**TASK ITEM:**
Give again only those lines from the start of the entries through the line holding "Keep this focused", leaving them as they are.

BEGIN

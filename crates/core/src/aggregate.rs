//! Versioned aggregate roots and optimistic concurrency expectations.

use crate::error::{DomainError, DomainResult};

/// Aggregate root marker + minimal interface.
///
/// Stock aggregates are mutable projections guarded by a version counter; the
/// counter is the only thing concurrent writers coordinate on.
pub trait AggregateRoot {
    /// Strongly-typed aggregate identifier.
    type Id: Clone + Eq + core::hash::Hash + core::fmt::Debug;

    /// Returns the aggregate identifier.
    fn id(&self) -> &Self::Id;

    /// Monotonically increasing version of the aggregate's state.
    ///
    /// Incremented by exactly one on every successful mutation.
    fn version(&self) -> u64;
}

/// Optimistic concurrency expectation for an aggregate.
#[derive(Debug, Copy, Clone, PartialEq, Eq)]
pub enum ExpectedVersion {
    /// Skip version checking (creation paths, migrations).
    Any,
    /// Require the aggregate to be at an exact version.
    Exact(u64),
}

impl ExpectedVersion {
    pub fn matches(self, actual: u64) -> bool {
        match self {
            ExpectedVersion::Any => true,
            ExpectedVersion::Exact(v) => v == actual,
        }
    }

    pub fn check(self, actual: u64) -> DomainResult<()> {
        match self {
            ExpectedVersion::Exact(expected) if expected != actual => {
                Err(DomainError::VersionConflict { expected, actual })
            }
            _ => Ok(()),
        }
    }
}

impl From<u64> for ExpectedVersion {
    fn from(value: u64) -> Self {
        ExpectedVersion::Exact(value)
    }
}
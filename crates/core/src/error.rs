//! Domain error model.

use thiserror::Error;

/// Result type used across the domain layer.
pub type DomainResult<T> = Result<T, DomainError>;

/// Domain-level error.
///
/// Keep this focused on deterministic, business/domain failures (validation,
/// invariants, stock shortfalls, stale versions). Infrastructure concerns
/// belong elsewhere.
#[derive(Debug, Error, Clone, PartialEq, Eq)]
pub enum DomainError {
    /// A value failed validation (e.g. non-positive quantity).
    #[error("validation failed: {0}")]
    Validation(String),

    /// The operation would drive a quantity negative or break a state-machine rule.
    #[error("invalid state: {0}")]
    InvalidState(String),

    /// A reservation asked for more than is currently available.
    #[error("insufficient stock: requested {requested}, available {available}")]
    InsufficientStock { requested: i64, available: i64 },

    /// An identifier was invalid (e.g. parse failure).
    #[error("invalid identifier: {0}")]
    InvalidId(String),

    /// A requested resource was not found (domain-level).
    #[error("not found: {0}")]
    NotFound(String),

    /// Optimistic concurrency check failed (stale version).
    #[error("version conflict (expected {expected}, actual {actual})")]
    VersionConflict { expected: u64, actual: u64 },
}

impl DomainError {
    pub fn validation(msg: impl Into<String>) -> Self {
        Self::Validation(msg.into())
    }

    pub fn invalid_state(msg: impl Into<String>) -> Self {
        Self::InvalidState(msg.into())
    }

    pub fn invalid_id(msg: impl Into<String>) -> Self {
        Self::InvalidId(msg.into())
    }

    pub fn not_found(what: impl Into<String>) -> Self {
        Self::NotFound(what.into())
    }

    pub fn insufficient(requested: i64, available: i64) -> Self {
        Self::InsufficientStock {
            requested,
            available,
        }
    }
}
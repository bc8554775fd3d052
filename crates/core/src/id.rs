//! Strongly-typed identifiers used across the domain.

use core::str::FromStr;
use serde::{Deserialize, Serialize};
use uuid::Uuid;

use crate::error::DomainError;

/// Identifier of a catalog product (tile, trim, adhesive...).
#[derive(Debug, Copy, Clone, PartialEq, Eq, Hash, PartialOrd, Ord, Serialize, Deserialize)]
#[serde(transparent)]
pub struct ProductId(Uuid);

/// Identifier of a storage location (warehouse, showroom).
#[derive(Debug, Copy, Clone, PartialEq, Eq, Hash, PartialOrd, Ord, Serialize, Deserialize)]
#[serde(transparent)]
pub struct LocationId(Uuid);

/// Identifier of a user (actor identity).
#[derive(Debug, Copy, Clone, PartialEq, Eq, Hash, PartialOrd, Ord, Serialize, Deserialize)]
#[serde(transparent)]
pub struct UserId(Uuid);

/// Identifier of a customer order.
#[derive(Debug, Copy, Clone, PartialEq, Eq, Hash, PartialOrd, Ord, Serialize, Deserialize)]
#[serde(transparent)]
pub struct OrderId(Uuid);

#[derive(Debug, Copy, Clone, PartialEq, Eq, Hash, PartialOrd, Ord, Serialize, Deserialize)]
#[serde(transparent)]
pub struct ReservationId(Uuid);

#[derive(Debug, Copy, Clone, PartialEq, Eq, Hash, PartialOrd, Ord, Serialize, Deserialize)]
#[serde(transparent)]
pub struct MovementId(Uuid);

#[derive(Debug, Copy, Clone, PartialEq, Eq, Hash, PartialOrd, Ord, Serialize, Deserialize)]
#[serde(transparent)]
pub struct AlertId(Uuid);

/// Identifier of a received lot.
#[derive(Debug, Copy, Clone, PartialEq, Eq, Hash, PartialOrd, Ord, Serialize, Deserialize)]
#[serde(transparent)]
pub struct BatchId(Uuid);

macro_rules! impl_uuid_newtype {
    ($t:ty, $name:literal) => {
        impl $t {
            /// Create a new identifier.
            ///
            /// Uses UUIDv7 (time-ordered). Prefer passing IDs explicitly in tests
            /// for determinism.
            pub fn new() -> Self {
                Self(Uuid::now_v7())
            }

            pub fn from_uuid(uuid: Uuid) -> Self {
                Self(uuid)
            }

            pub fn as_uuid(&self) -> &Uuid {
                &self.0
            }
        }

        impl Default for $t {
            fn default() -> Self {
                Self::new()
            }
        }

        impl core::fmt::Display for $t {
            fn fmt(&self, f: &mut core::fmt::Formatter<'_>) -> core::fmt::Result {
                core::fmt::Display::fmt(&self.0, f)
            }
        }

        impl From<Uuid> for $t {
            fn from(value: Uuid) -> Self {
                Self(value)
            }
        }

        impl From<$t> for Uuid {
            fn from(value: $t) -> Self {
                value.0
            }
        }

        impl FromStr for $t {
            type Err = DomainError;

            fn from_str(s: &str) -> Result<Self, Self::Err> {
                let uuid = Uuid::from_str(s)
                    .map_err(|e| DomainError::invalid_id(format!("{}: {}", $name, e)))?;
                Ok(Self(uuid))
            }
        }
    };
}

impl_uuid_newtype!(ProductId, "ProductId");
impl_uuid_newtype!(LocationId, "LocationId");
impl_uuid_newtype!(UserId, "UserId");
impl_uuid_newtype!(OrderId, "OrderId");
impl_uuid_newtype!(ReservationId, "ReservationId");
impl_uuid_newtype!(MovementId, "MovementId");
impl_uuid_newtype!(AlertId, "AlertId");
impl_uuid_newtype!(BatchId, "BatchId");

/// Opaque cart session key issued by the storefront (not a UUID; browsers
/// hand us whatever the session layer minted).
#[derive(Debug, Clone, PartialEq, Eq, Hash, PartialOrd, Ord, Serialize, Deserialize)]
#[serde(transparent)]
pub struct CartSessionId(String);

impl CartSessionId {
    pub fn new(value: impl Into<String>) -> Result<Self, DomainError> {
        let value = value.into();
        if value.trim().is_empty() {
            return Err(DomainError::invalid_id("CartSessionId: empty"));
        }
        Ok(Self(value))
    }

    pub fn as_str(&self) -> &str {
        &self.0
    }
}

impl core::fmt::Display for CartSessionId {
    fn fmt(&self, f: &mut core::fmt::Formatter<'_>) -> core::fmt::Result {
        f.write_str(&self.0)
    }
}

impl FromStr for CartSessionId {
    type Err = DomainError;

    fn from_str(s: &str) -> Result<Self, Self::Err> {
        Self::new(s)
    }
}

#[cfg(test)]
mod tests {
    use super::*;

    #[test]
    fn product_id_round_trips_through_display() {
        let id = ProductId::new();
        let parsed: ProductId = id.to_string().parse().unwrap();
        assert_eq!(id, parsed);
    }

    #[test]
    fn malformed_uuid_is_invalid_id() {
        let err = "not-a-uuid".parse::<LocationId>().unwrap_err();
        assert!(matches!(err, DomainError::InvalidId(msg) if msg.starts_with("LocationId")));
    }

    #[test]
    fn blank_cart_session_is_rejected() {
        assert!(CartSessionId::new("  ").is_err());
        assert_eq!(CartSessionId::new("sess-1").unwrap().as_str(), "sess-1");
    }
}
impl AdjustmentFacade {
    pub fn new(ctx: StockContext, alerts: AlertEvaluator) -> Self {
        Self { ctx, alerts }
    }

    /// Apply a signed on-hand change. Negative results are rejected with
    /// `InvalidState` before anything is written.
    #[instrument(
        skip(self, adjustment),
        fields(
            product_id = %adjustment.product_id,
            location_id = %adjustment.location_id,
            delta = adjustment.delta,
            movement_type = %adjustment.movement_type
        ),
        err
    )]
    pub fn adjust(&self, adjustment: StockAdjustment) -> Result<InventoryRecord, StockError> {
        adjustment.validate()?;
        let key = adjustment.key();

        let committed = self.ctx.config.retry.run("adjust", |_| {
            let record = self.ctx.store.get(key)?;
            record.apply_delta(adjustment.delta, 0, self.ctx.clock.now())?;

            let mut change = StockChange::new()
                .adjust(key, record.version(), adjustment.delta, 0)
                .movement(adjustment.movement());
            if let Some(batch_id) = adjustment.batch_id {
                let batch = self.ctx.store.batch(batch_id)?;
                if batch.product_id != key.product_id || batch.location_id != key.location_id {
                    return Err(StockError::validation(format!(
                        "batch {} does not belong to {key}",
                        batch.batch_number
                    )));
                }
                change = change.batch_delta(batch_id, adjustment.delta);
            }
            Ok(self.ctx.store.commit(change)?)
        })?;

        let record = self.finish(&committed, key)?;
        info!(
            on_hand = record.quantity_on_hand(),
            available = record.quantity_available(),
            "stock adjusted"
        );
        Ok(record)
    }

    /// Create the record for a product at a location.
    #[instrument(
        skip(self, thresholds),
        fields(product_id = %product_id, location_id = %location_id),
        err
    )]
    pub fn stock_location(
        &self,
        product_id: ProductId,
        location_id: LocationId,
        thresholds: StockThresholds,
        initial_quantity: i64,
        actor: Option<UserId>,
    ) -> Result<InventoryRecord, StockError> {
        if initial_quantity < 0 {
            return Err(StockError::validation("initial quantity cannot be negative"));
        }
        let record =
            InventoryRecord::new(product_id, location_id, thresholds, self.ctx.clock.now())?;
        let key = record.key();

        let mut change = StockChange::new().create_record(record);
        if initial_quantity > 0 {
            change = change.adjust(key, 0u64, initial_quantity, 0).movement(
                NewMovement::new(MovementType::Purchase, product_id, location_id, initial_quantity)
                    .reason("initial stock")
                    .performed_by(actor),
            );
        }
        let committed = self.ctx.store.commit(change)?;
        let record = self.finish(&committed, key)?;
        info!(on_hand = record.quantity_on_hand(), "location stocked");
        Ok(record)
    }

    #[instrument(skip(self), fields(product_id = %product_id, location_id = %location_id), err)]
    pub fn set_thresholds(
        &self,
        product_id: ProductId,
        location_id: LocationId,
        thresholds: StockThresholds,
    ) -> Result<InventoryRecord, StockError> {
        thresholds.validate()?;
        let key = RecordKey::new(product_id, location_id);
        let committed = self.ctx.config.retry.run("set_thresholds", |_| {
            let record = self.ctx.store.get(key)?;
            Ok(self
                .ctx
                .store
                .commit(StockChange::new().thresholds(key, record.version(), thresholds))?)
        })?;
        self.finish(&committed, key)
    }

    /// Move stock between two locations in one commit. Returns the source and
    /// destination records.
    #[instrument(
        skip(self, transfer),
        fields(product_id = %transfer.product_id, from = %transfer.from, to = %transfer.to),
        err
    )]
    pub fn transfer(
        &self,
        transfer: Transfer,
    ) -> Result<(InventoryRecord, InventoryRecord), StockError> {
        if transfer.quantity <= 0 {
            return Err(StockError::validation("transfer quantity must be positive"));
        }
        if transfer.from == transfer.to {
            return Err(StockError::validation(
                "transfer source and destination must differ",
            ));
        }
        let source = RecordKey::new(transfer.product_id, transfer.from);
        let destination = RecordKey::new(transfer.product_id, transfer.to);

        let committed = self.ctx.config.retry.run("transfer", |_| {
            let from = self.ctx.store.get(source)?;
            let to = self.ctx.store.get(destination)?;
            if from.quantity_available() < transfer.quantity {
                return Err(StockError::InsufficientStock {
                    requested: transfer.quantity,
                    available: from.quantity_available(),
                });
            }

            let out = NewMovement::new(
                MovementType::TransferOut,
                transfer.product_id,
                transfer.from,
                -transfer.quantity,
            )
            .between(transfer.from, transfer.to)
            .reason("transfer")
            .notes(transfer.notes.clone())
            .performed_by(transfer.actor);
            let into = NewMovement::new(
                MovementType::TransferIn,
                transfer.product_id,
                transfer.to,
                transfer.quantity,
            )
            .between(transfer.from, transfer.to)
            .reason("transfer")
            .notes(transfer.notes.clone())
            .performed_by(transfer.actor);

            Ok(self.ctx.store.commit(
                StockChange::new()
                    .adjust(source, from.version(), -transfer.quantity, 0)
                    .adjust(destination, to.version(), transfer.quantity, 0)
                    .movement(out)
                    .movement(into),
            )?)
        })?;

        self.after_commit(&committed);
        let from = record_in(&committed, source)?;
        let to = record_in(&committed, destination)?;
        info!(quantity = transfer.quantity, "stock transferred");
        Ok((from, to))
    }

    /// Set on-hand to a physically counted value. The signed difference is
    /// booked as a `count_adjustment`; a matching count writes nothing.
    #[instrument(skip(self), fields(product_id = %product_id, location_id = %location_id), err)]
    pub fn record_count(
        &self,
        product_id: ProductId,
        location_id: LocationId,
        counted: i64,
        actor: Option<UserId>,
        notes: Option<String>,
    ) -> Result<InventoryRecord, StockError> {
        if counted < 0 {
            return Err(StockError::validation("counted quantity cannot be negative"));
        }
        let key = RecordKey::new(product_id, location_id);

        let committed = self.ctx.config.retry.run("record_count", |_| {
            let record = self.ctx.store.get(key)?;
            if counted < record.quantity_reserved() {
                return Err(StockError::invalid_state(format!(
                    "counted {counted} is below the {} units currently reserved",
                    record.quantity_reserved()
                )));
            }
            let difference = counted - record.quantity_on_hand();
            if difference == 0 {
                return Ok(None);
            }
            let movement =
                NewMovement::new(MovementType::CountAdjustment, product_id, location_id, difference)
                    .reason("physical count")
                    .notes(notes.clone())
                    .performed_by(actor);
            let committed = self.ctx.store.commit(
                StockChange::new()
                    .adjust(key, record.version(), difference, 0)
                    .movement(movement),
            )?;
            Ok(Some(committed))
        })?;

        match committed {
            Some(committed) => self.finish(&committed, key),
            None => {
                debug!("count matches on-hand; nothing to book");
                Ok(self.ctx.store.get(key)?)
            }
        }
    }

    /// Receive a lot: creates the batch and books a `purchase` tagged with it.
    #[instrument(
        skip(self, receipt),
        fields(
            product_id = %receipt.product_id,
            location_id = %receipt.location_id,
            batch_number = %receipt.batch_number
        ),
        err
    )]
    pub fn receive_batch(&self, receipt: ReceiveBatch) -> Result<StockBatch, StockError> {
        let batch = StockBatch::receive(
            receipt.batch_number.clone(),
            receipt.product_id,
            receipt.location_id,
            receipt.quantity,
            receipt.unit_cost,
            receipt.expiry_date,
            self.ctx.clock.now(),
        )?;
        let key = RecordKey::new(receipt.product_id, receipt.location_id);

        let committed = self.ctx.config.retry.run("receive_batch", |_| {
            let record = self.ctx.store.get(key)?;
            let movement = NewMovement::new(
                MovementType::Purchase,
                receipt.product_id,
                receipt.location_id,
                receipt.quantity,
            )
            .reason(format!("batch {} received", receipt.batch_number))
            .unit_cost(receipt.unit_cost)
            .performed_by(receipt.actor)
            .batch(Some(batch.id));
            Ok(self.ctx.store.commit(
                StockChange::new()
                    .adjust(key, record.version(), receipt.quantity, 0)
                    .movement(movement)
                    .new_batch(batch.clone()),
            )?)
        })?;

        self.after_commit(&committed);
        let received = committed
            .batches
            .into_iter()
            .find(|b| b.id == batch.id)
            .ok_or_else(|| StockError::TransactionFailure("commit returned no batch".to_string()))?;
        info!(batch_id = %received.id, quantity = received.initial_quantity, "batch received");
        Ok(received)
    }

    /// Book a movement that has not physically happened yet (e.g. an inbound
    /// purchase order). The record is untouched until it is received.
    #[instrument(
        skip(self, adjustment),
        fields(product_id = %adjustment.product_id, location_id = %adjustment.location_id),
        err
    )]
    pub fn record_pending(&self, adjustment: StockAdjustment) -> Result<StockMovement, StockError> {
        adjustment.validate()?;
        let movement = self
            .ctx
            .store
            .append(adjustment.movement(), MovementStatus::Pending)?;
        debug!(movement_id = %movement.id, "pending movement recorded");
        Ok(movement)
    }

    /// Apply a pending movement to its record and complete it, in one commit.
    #[instrument(skip(self), fields(movement_id = %movement_id), err)]
    pub fn receive_pending(&self, movement_id: MovementId) -> Result<InventoryRecord, StockError> {
        let mut key = None;
        let committed = self.ctx.config.retry.run("receive_pending", |_| {
            let movement = self.ctx.store.movement(movement_id)?;
            if movement.status != MovementStatus::Pending {
                return Err(StockError::invalid_state(format!(
                    "movement {movement_id} is {:?}, not pending",
                    movement.status
                )));
            }
            let record_key = RecordKey::new(movement.product_id, movement.location_id);
            key = Some(record_key);
            let record = self.ctx.store.get(record_key)?;
            record.apply_delta(movement.quantity, 0, self.ctx.clock.now())?;

            let mut change = StockChange::new()
                .adjust(record_key, record.version(), movement.quantity, 0)
                .complete(movement_id);
            if let Some(batch_id) = movement.batch_id {
                change = change.batch_delta(batch_id, movement.quantity);
            }
            Ok(self.ctx.store.commit(change)?)
        })?;

        let key = key.ok_or_else(|| StockError::not_found(format!("movement {movement_id}")))?;
        self.finish(&committed, key)
    }

    /// Cancel a pending movement. Terminal movements are immutable.
    #[instrument(skip(self), fields(movement_id = %movement_id), err)]
    pub fn cancel_pending(&self, movement_id: MovementId) -> Result<StockMovement, StockError> {
        Ok(self
            .ctx
            .store
            .transition(movement_id, MovementStatus::Cancelled)?)
    }

    fn after_commit(&self, committed: &Committed) {
        self.ctx.announce(committed);
        self.alerts.after_commit(&committed.records, &committed.batches);
    }

    fn finish(&self, committed: &Committed, key: RecordKey) -> Result<InventoryRecord, StockError> {
        self.after_commit(committed);
        record_in(committed, key)
    }
}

END

**OUTPUT:**
filename crates/core/src/aggregate.rs
//! Versioned aggregate roots and optimistic concurrency expectations.

use crate::error::{DomainError, DomainResult};

/// Aggregate root marker + minimal interface.
///
/// Stock aggregates are mutable projections guarded by a version counter; the
/// counter is the only thing concurrent writers coordinate on.
pub trait AggregateRoot {
    /// Strongly-typed aggregate identifier.
    type Id: Clone + Eq + core::hash::Hash + core::fmt::Debug;

    /// Returns the aggregate identifier.
    fn id(&self) -> &Self::Id;

    /// Monotonically increasing version of the aggregate's state.
    ///
    /// Incremented by exactly one on every successful mutation.
    fn version(&self) -> u64;
}

/// Optimistic concurrency expectation for an aggregate.
#[derive(Debug, Copy, Clone, PartialEq, Eq)]
pub enum ExpectedVersion {
    /// Skip version checking (creation paths, migrations).
    Any,
    /// Require the aggregate to be at an exact version.
    Exact(u64),
}

impl ExpectedVersion {
    pub fn matches(self, actual: u64) -> bool {
        match self {
            ExpectedVersion::Any => true,
            ExpectedVersion::Exact(v) => v == actual,
        }
    }

    pub fn check(self, actual: u64) -> DomainResult<()> {
        match self {
            ExpectedVersion::Exact(expected) if expected != actual => {
                Err(DomainError::VersionConflict { expected, actual })
            }
            _ => Ok(()),
        }
    }
}

impl From<u64> for ExpectedVersion {
    fn from(value: u64) -> Self {
        ExpectedVersion::Exact(value)
    }
}
filename crates/core/src/error.rs
//! Domain error model.

use thiserror::Error;

/// Result type used across the domain layer.
pub type DomainResult<T> = Result<T, DomainError>;

/// Domain-level error.
///
/// Keep this focused on deterministic, business/domain failures (validation,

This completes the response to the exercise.